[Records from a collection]
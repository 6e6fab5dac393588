//! Message framing for byte streams.
//!
//! A stream carries back-to-back messages in their wire form; the
//! `body_size` prefix doubles as the frame length:
//!
//! ```text
//! +---------------------+---------------+--------------------------+
//! | body_size (2 bytes) | type (1 byte) | payload (body_size - 1)  |
//! +---------------------+---------------+--------------------------+
//! ```
//!
//! [`FrameReader`] buffers partial reads until a whole frame is available.

use crate::message::{BODY_SIZE_PREFIX, MAX_BODY_SIZE, Message, TYPE_ID_SIZE};

/// Errors raised while decoding a stream.
#[derive(Debug, thiserror::Error)]
pub enum FrameError {
    /// A frame header announced a body size no message can have.
    #[error("invalid body size {size} (must be 1..={max})")]
    InvalidBodySize {
        /// Announced body size.
        size: u16,
        /// Largest valid body size.
        max: usize,
    },
}

/// Reassembles messages from arbitrarily split stream reads.
#[derive(Debug, Default)]
pub struct FrameReader {
    buffer: Vec<u8>,
}

impl FrameReader {
    /// Create an empty reader.
    pub fn new() -> Self {
        Self::default()
    }

    /// Append bytes read from the stream.
    pub fn extend(&mut self, bytes: &[u8]) {
        self.buffer.extend_from_slice(bytes);
    }

    /// Bytes buffered but not yet consumed as frames.
    pub fn buffered(&self) -> usize {
        self.buffer.len()
    }

    /// Decode the next complete frame.
    ///
    /// Returns `Ok(None)` while the frame is incomplete. An invalid body size
    /// means the stream is corrupt and cannot be resynchronised.
    pub fn next_message(&mut self) -> Result<Option<Message>, FrameError> {
        if self.buffer.len() < BODY_SIZE_PREFIX {
            return Ok(None);
        }

        let body_size = u16::from_le_bytes([self.buffer[0], self.buffer[1]]);
        let body = usize::from(body_size);
        if body < TYPE_ID_SIZE || body > MAX_BODY_SIZE {
            return Err(FrameError::InvalidBodySize {
                size: body_size,
                max: MAX_BODY_SIZE,
            });
        }

        let frame_len = BODY_SIZE_PREFIX + body;
        if self.buffer.len() < frame_len {
            return Ok(None);
        }

        let mut message = Message::default();
        // The payload length is bounded by MAX_BODY_SIZE above.
        message.load(
            self.buffer[BODY_SIZE_PREFIX],
            &self.buffer[BODY_SIZE_PREFIX + TYPE_ID_SIZE..frame_len],
        );
        self.buffer.drain(..frame_len);
        Ok(Some(message))
    }
}

/// Append the wire form of `message` to `out`.
pub fn write_frame(message: &Message, out: &mut Vec<u8>) {
    message.append_to(out);
}
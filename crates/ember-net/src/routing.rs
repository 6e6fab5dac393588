//! Message dispatch: route inbound messages to type-specific handlers.
//!
//! The [`MessageRegistry`] maps a [`MessageTypeId`] to exactly one
//! [`MessageHandler`]. Sessions drain their connections once per tick and hand
//! every message to [`MessageRegistry::dispatch`]. A message with no handler
//! means the peers disagree on the schema, so dispatch aborts.

use std::cell::RefCell;
use std::rc::Rc;

use crate::error::NetError;
use crate::message::{Message, MessageTypeId};
use crate::session::NetSession;

// ---------------------------------------------------------------------------
// Handler
// ---------------------------------------------------------------------------

/// A callable bound to one message type.
///
/// Handlers run synchronously inside `update()` and receive the session core
/// so they can reply or change session state. They must not block.
pub trait MessageHandler {
    /// Process a single inbound message.
    fn handle(&mut self, message: Message, session: &mut NetSession);
}

/// Blanket implementation for closures and plain functions.
impl<F> MessageHandler for F
where
    F: FnMut(Message, &mut NetSession),
{
    fn handle(&mut self, message: Message, session: &mut NetSession) {
        self(message, session);
    }
}

/// Adapter binding a method to a shared object.
pub struct BoundMethod<T> {
    target: Rc<RefCell<T>>,
    method: fn(&mut T, Message, &mut NetSession),
}

impl<T> BoundMethod<T> {
    /// Bind `method` to `target`.
    pub fn new(target: Rc<RefCell<T>>, method: fn(&mut T, Message, &mut NetSession)) -> Self {
        Self { target, method }
    }
}

impl<T> MessageHandler for BoundMethod<T> {
    fn handle(&mut self, message: Message, session: &mut NetSession) {
        let mut target = self.target.borrow_mut();
        (self.method)(&mut target, message, session);
    }
}

// ---------------------------------------------------------------------------
// Registry
// ---------------------------------------------------------------------------

/// One registry entry.
pub struct MessageDefinition {
    type_id: MessageTypeId,
    handler: Box<dyn MessageHandler>,
}

impl MessageDefinition {
    /// Message type this entry handles.
    pub fn type_id(&self) -> MessageTypeId {
        self.type_id
    }
}

/// Id → handler table. At most one entry per message type.
///
/// Lookups scan linearly: ids fit in a byte and registration happens at setup,
/// so the table stays tiny.
#[derive(Default)]
pub struct MessageRegistry {
    definitions: Vec<MessageDefinition>,
}

impl MessageRegistry {
    /// Create an empty registry.
    pub fn new() -> Self {
        Self::default()
    }

    /// Bind `handler` to `type_id`.
    ///
    /// Fails without touching the registry if `type_id` is already bound.
    pub fn register<H>(
        &mut self,
        type_id: impl Into<MessageTypeId>,
        handler: H,
    ) -> Result<(), NetError>
    where
        H: MessageHandler + 'static,
    {
        let type_id = type_id.into();
        if self.is_registered(type_id) {
            return Err(NetError::AlreadyRegistered(type_id));
        }
        self.definitions.push(MessageDefinition {
            type_id,
            handler: Box::new(handler),
        });
        Ok(())
    }

    /// Remove the handler bound to `type_id`, if any.
    pub fn unregister(&mut self, type_id: impl Into<MessageTypeId>) {
        let type_id = type_id.into();
        if let Some(pos) = self.position(type_id) {
            self.definitions.swap_remove(pos);
        }
    }

    /// Entry bound to `type_id`.
    pub fn definition(&self, type_id: MessageTypeId) -> Option<&MessageDefinition> {
        self.definitions.iter().find(|d| d.type_id == type_id)
    }

    /// Whether `type_id` has a handler.
    pub fn is_registered(&self, type_id: MessageTypeId) -> bool {
        self.position(type_id).is_some()
    }

    /// Registered ids in registration order (modulo removals).
    pub fn registered_ids(&self) -> impl Iterator<Item = MessageTypeId> + '_ {
        self.definitions.iter().map(|d| d.type_id)
    }

    /// Number of registered handlers.
    pub fn len(&self) -> usize {
        self.definitions.len()
    }

    /// Whether no handler is registered.
    pub fn is_empty(&self) -> bool {
        self.definitions.is_empty()
    }

    fn position(&self, type_id: MessageTypeId) -> Option<usize> {
        self.definitions.iter().position(|d| d.type_id == type_id)
    }

    /// Hand `message` to the handler bound to its type.
    ///
    /// # Panics
    ///
    /// Panics if no handler is registered for the message type.
    pub fn dispatch(&mut self, message: Message, session: &mut NetSession) {
        let type_id = message.type_id();
        let Some(pos) = self.position(type_id) else {
            tracing::error!(
                "No handler registered for message type {type_id} (sender {:?}, address {:?})",
                message.sender(),
                message.sender_address()
            );
            panic!("no handler registered for message type {type_id}");
        };
        tracing::trace!("Dispatching message type {type_id}");
        self.definitions[pos].handler.handle(message, session);
    }
}

// ---------------------------------------------------------------------------
// Tests
// ---------------------------------------------------------------------------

→ **ASSIGNMENT**
Show the lines of the entries that include the string "InvalidBodySize", copying each in full.

→ **ANSWER TO THIS EXERCISE**
    InvalidBodySize {
            return Err(FrameError::InvalidBodySize {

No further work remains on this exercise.